**EXERCISE DIRECTIONS:**
Every line of the material is to be duplicated precisely.

**THE DATA:**
//! Application state access.
//!
//! The pipeline never reads the full application state directly. A
//! [`MonitoredState`] snapshot is captured once per projection from an
//! allow-list of [`MonitorEntry`] values and every expression reads from it.

use serde::{Deserialize, Serialize};
use serde_json::{Map, Value};

/// Path in the application state holding the logged-in user.
pub const USER_STATE_PATH: &str = "security.user";

/// One segment of a parsed state path.
#[derive(Debug, Clone, PartialEq, Eq)]
pub enum PathSegment {
    /// Object key.
    Key(String),
    /// Array index (`[0]` or a purely numeric dotted segment).
    Index(usize),
}

/// Splits a dotted path such as `a.b[0].c` into segments.
///
/// Empty segments are ignored, so `""` and `"."` produce no segments.
pub fn parse_path(path: &str) -> Vec<PathSegment> {
    let mut segments = Vec::new();

    for part in path.split('.') {
        let mut rest = part;
        // Key before any bracket, e.g. `items` in `items[2]`
        if let Some(open) = rest.find('[') {
            push_key_or_index(&mut segments, &rest[..open]);
            rest = &rest[open..];
            while let Some(stripped) = rest.strip_prefix('[') {
                let Some(close) = stripped.find(']') else {
                    // Unclosed bracket: keep the remainder as a key
                    push_key_or_index(&mut segments, stripped);
                    rest = "";
                    break;
                };
                let inner = stripped[..close].trim_matches(|c| c == '\'' || c == '"');
                push_key_or_index(&mut segments, inner);
                rest = &stripped[close + 1..];
            }
            push_key_or_index(&mut segments, rest);
        } else {
            push_key_or_index(&mut segments, rest);
        }
    }

    segments
}

fn push_key_or_index(segments: &mut Vec<PathSegment>, raw: &str) {
    if raw.is_empty() {
        return;
    }
    match raw.parse::<usize>() {
        Ok(index) => segments.push(PathSegment::Index(index)),
        Err(_) => segments.push(PathSegment::Key(raw.to_string())),
    }
}

/// Resolves a dotted path against a JSON value.
///
/// Returns `None` (undefined) for any missing segment; never panics.
/// An empty path resolves to the value itself.
pub fn get_path<'v>(value: &'v Value, path: &str) -> Option<&'v Value> {
    get_segments(value, &parse_path(path))
}

/// Resolves already-parsed path segments against a JSON value.
pub fn get_segments<'v>(value: &'v Value, segments: &[PathSegment]) -> Option<&'v Value> {
    let mut current = value;
    for segment in segments {
        current = match (segment, current) {
            (PathSegment::Key(key), Value::Object(map)) => map.get(key)?,
            (PathSegment::Index(index), Value::Array(items)) => items.get(*index)?,
            // Numeric keys are valid object keys too
            (PathSegment::Index(index), Value::Object(map)) => map.get(&index.to_string())?,
            _ => return None,
        };
    }
    Some(current)
}

/// Sets `new_value` at a dotted path, creating intermediate objects.
///
/// Index segments are written as object keys, and non-object intermediates
/// are replaced, so the call always succeeds.
pub fn set_path(target: &mut Value, path: &str, new_value: Value) {
    let segments = parse_path(path);
    let Some((last, parents)) = segments.split_last() else {
        *target = new_value;
        return;
    };

    let mut current = target;
    for segment in parents {
        let key = segment_key(segment);
        if !current.is_object() {
            *current = Value::Object(Map::new());
        }
        current = match current {
            Value::Object(map) => map.entry(key).or_insert_with(|| Value::Object(Map::new())),
            _ => return,
        };
    }

    if !current.is_object() {
        *current = Value::Object(Map::new());
    }
    if let Value::Object(map) = current {
        map.insert(segment_key(last), new_value);
    }
}

fn segment_key(segment: &PathSegment) -> String {
    match segment {
        PathSegment::Key(key) => key.clone(),
        PathSegment::Index(index) => index.to_string(),
    }
}

/// Truthiness as understood by menu configuration authors.
///
/// `false`, `null`, `0`, `""` and undefined are falsy; everything else,
/// including empty arrays and objects, is truthy.
pub fn is_truthy(value: Option<&Value>) -> bool {
    match value {
        None | Some(Value::Null) => false,
        Some(Value::Bool(b)) => *b,
        Some(Value::Number(n)) => n.as_f64().is_some_and(|f| f != 0.0 && !f.is_nan()),
        Some(Value::String(s)) => !s.is_empty(),
        Some(Value::Array(_)) | Some(Value::Object(_)) => true,
    }
}

/// One entry of the monitored-state allow-list.
///
/// The value found at `path` in the application state is exposed to
/// expressions under `name`.
#[derive(Debug, Clone, PartialEq, Eq, Serialize, Deserialize)]
pub struct MonitorEntry {
    /// Name (dotted) under which the value is exposed.
    pub name: String,
    /// Path of the value in the application state.
    pub path: String,
}

impl MonitorEntry {
    /// Creates a new monitor entry.
    pub fn new(name: impl Into<String>, path: impl Into<String>) -> Self {
        Self {
            name: name.into(),
            path: path.into(),
        }
    }

    /// Entries used when a local configuration declares no `monitorState`.
    pub fn defaults() -> Vec<MonitorEntry> {
        vec![
            MonitorEntry::new("router", "router.location.pathname"),
            MonitorEntry::new("browser", "browser"),
            MonitorEntry::new("userrole", "security.user.role"),
        ]
    }
}

/// Read-only snapshot of the monitored application state.
#[derive(Debug, Clone, PartialEq, Default)]
pub struct MonitoredState {
    snapshot: Value,
}

impl MonitoredState {
    /// Captures the values named by `entries` from `state`.
    ///
    /// Entries whose path is missing from the state are left undefined.
    pub fn capture(state: &Value, entries: &[MonitorEntry]) -> Self {
        let mut snapshot = Value::Object(Map::new());
        for entry in entries {
            if let Some(value) = get_path(state, &entry.path) {
                set_path(&mut snapshot, &entry.name, value.clone());
            }
        }
        Self { snapshot }
    }

    /// Wraps an already-restricted snapshot.
    pub fn from_snapshot(snapshot: Value) -> Self {
        Self { snapshot }
    }

    /// Looks up a dotted path in the snapshot.
    pub fn lookup(&self, path: &str) -> Option<&Value> {
        get_path(&self.snapshot, path)
    }

    /// Returns the snapshot as a JSON value.
    pub fn as_value(&self) -> &Value {
        &self.snapshot
    }
}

**THE COMPLETED TASK:**
//! Application state access.
//!
//! The pipeline never reads the full application state directly. A
//! [`MonitoredState`] snapshot is captured once per projection from an
//! allow-list of [`MonitorEntry`] values and every expression reads from it.

use serde::{Deserialize, Serialize};
use serde_json::{Map, Value};

/// Path in the application state holding the logged-in user.
pub const USER_STATE_PATH: &str = "security.user";

/// One segment of a parsed state path.
#[derive(Debug, Clone, PartialEq, Eq)]
pub enum PathSegment {
    /// Object key.
    Key(String),
    /// Array index (`[0]` or a purely numeric dotted segment).
    Index(usize),
}

/// Splits a dotted path such as `a.b[0].c` into segments.
///
/// Empty segments are ignored, so `""` and `"."` produce no segments.
pub fn parse_path(path: &str) -> Vec<PathSegment> {
    let mut segments = Vec::new();

    for part in path.split('.') {
        let mut rest = part;
        // Key before any bracket, e.g. `items` in `items[2]`
        if let Some(open) = rest.find('[') {
            push_key_or_index(&mut segments, &rest[..open]);
            rest = &rest[open..];
            while let Some(stripped) = rest.strip_prefix('[') {
                let Some(close) = stripped.find(']') else {
                    // Unclosed bracket: keep the remainder as a key
                    push_key_or_index(&mut segments, stripped);
                    rest = "";
                    break;
                };
                let inner = stripped[..close].trim_matches(|c| c == '\'' || c == '"');
                push_key_or_index(&mut segments, inner);
                rest = &stripped[close + 1..];
            }
            push_key_or_index(&mut segments, rest);
        } else {
            push_key_or_index(&mut segments, rest);
        }
    }

    segments
}

fn push_key_or_index(segments: &mut Vec<PathSegment>, raw: &str) {
    if raw.is_empty() {
        return;
    }
    match raw.parse::<usize>() {
        Ok(index) => segments.push(PathSegment::Index(index)),
        Err(_) => segments.push(PathSegment::Key(raw.to_string())),
    }
}

/// Resolves a dotted path against a JSON value.
///
/// Returns `None` (undefined) for any missing segment; never panics.
/// An empty path resolves to the value itself.
pub fn get_path<'v>(value: &'v Value, path: &str) -> Option<&'v Value> {
    get_segments(value, &parse_path(path))
}

/// Resolves already-parsed path segments against a JSON value.
pub fn get_segments<'v>(value: &'v Value, segments: &[PathSegment]) -> Option<&'v Value> {
    let mut current = value;
    for segment in segments {
        current = match (segment, current) {
            (PathSegment::Key(key), Value::Object(map)) => map.get(key)?,
            (PathSegment::Index(index), Value::Array(items)) => items.get(*index)?,
            // Numeric keys are valid object keys too
            (PathSegment::Index(index), Value::Object(map)) => map.get(&index.to_string())?,
            _ => return None,
        };
    }
    Some(current)
}

/// Sets `new_value` at a dotted path, creating intermediate objects.
///
/// Index segments are written as object keys, and non-object intermediates
/// are replaced, so the call always succeeds.
pub fn set_path(target: &mut Value, path: &str, new_value: Value) {
    let segments = parse_path(path);
    let Some((last, parents)) = segments.split_last() else {
        *target = new_value;
        return;
    };

    let mut current = target;
    for segment in parents {
        let key = segment_key(segment);
        if !current.is_object() {
            *current = Value::Object(Map::new());
        }
        current = match current {
            Value::Object(map) => map.entry(key).or_insert_with(|| Value::Object(Map::new())),
            _ => return,
        };
    }

    if !current.is_object() {
        *current = Value::Object(Map::new());
    }
    if let Value::Object(map) = current {
        map.insert(segment_key(last), new_value);
    }
}

fn segment_key(segment: &PathSegment) -> String {
    match segment {
        PathSegment::Key(key) => key.clone(),
        PathSegment::Index(index) => index.to_string(),
    }
}

/// Truthiness as understood by menu configuration authors.
///
/// `false`, `null`, `0`, `""` and undefined are falsy; everything else,
/// including empty arrays and objects, is truthy.
pub fn is_truthy(value: Option<&Value>) -> bool {
    match value {
        None | Some(Value::Null) => false,
        Some(Value::Bool(b)) => *b,
        Some(Value::Number(n)) => n.as_f64().is_some_and(|f| f != 0.0 && !f.is_nan()),
        Some(Value::String(s)) => !s.is_empty(),
        Some(Value::Array(_)) | Some(Value::Object(_)) => true,
    }
}

/// One entry of the monitored-state allow-list.
///
/// The value found at `path` in the application state is exposed to
/// expressions under `name`.
#[derive(Debug, Clone, PartialEq, Eq, Serialize, Deserialize)]
pub struct MonitorEntry {
    /// Name (dotted) under which the value is exposed.
    pub name: String,
    /// Path of the value in the application state.
    pub path: String,
}

impl MonitorEntry {
    /// Creates a new monitor entry.
    pub fn new(name: impl Into<String>, path: impl Into<String>) -> Self {
        Self {
            name: name.into(),
            path: path.into(),
        }
    }

    /// Entries used when a local configuration declares no `monitorState`.
    pub fn defaults() -> Vec<MonitorEntry> {
        vec![
            MonitorEntry::new("router", "router.location.pathname"),
            MonitorEntry::new("browser", "browser"),
            MonitorEntry::new("userrole", "security.user.role"),
        ]
    }
}

/// Read-only snapshot of the monitored application state.
#[derive(Debug, Clone, PartialEq, Default)]
pub struct MonitoredState {
    snapshot: Value,
}

impl MonitoredState {
    /// Captures the values named by `entries` from `state`.
    ///
    /// Entries whose path is missing from the state are left undefined.
    pub fn capture(state: &Value, entries: &[MonitorEntry]) -> Self {
        let mut snapshot = Value::Object(Map::new());
        for entry in entries {
            if let Some(value) = get_path(state, &entry.path) {
                set_path(&mut snapshot, &entry.name, value.clone());
            }
        }
        Self { snapshot }
    }

    /// Wraps an already-restricted snapshot.
    pub fn from_snapshot(snapshot: Value) -> Self {
        Self { snapshot }
    }

    /// Looks up a dotted path in the snapshot.
    pub fn lookup(&self, path: &str) -> Option<&Value> {
        get_path(&self.snapshot, path)
    }

    /// Returns the snapshot as a JSON value.
    pub fn as_value(&self) -> &Value {
        &self.snapshot
    }
}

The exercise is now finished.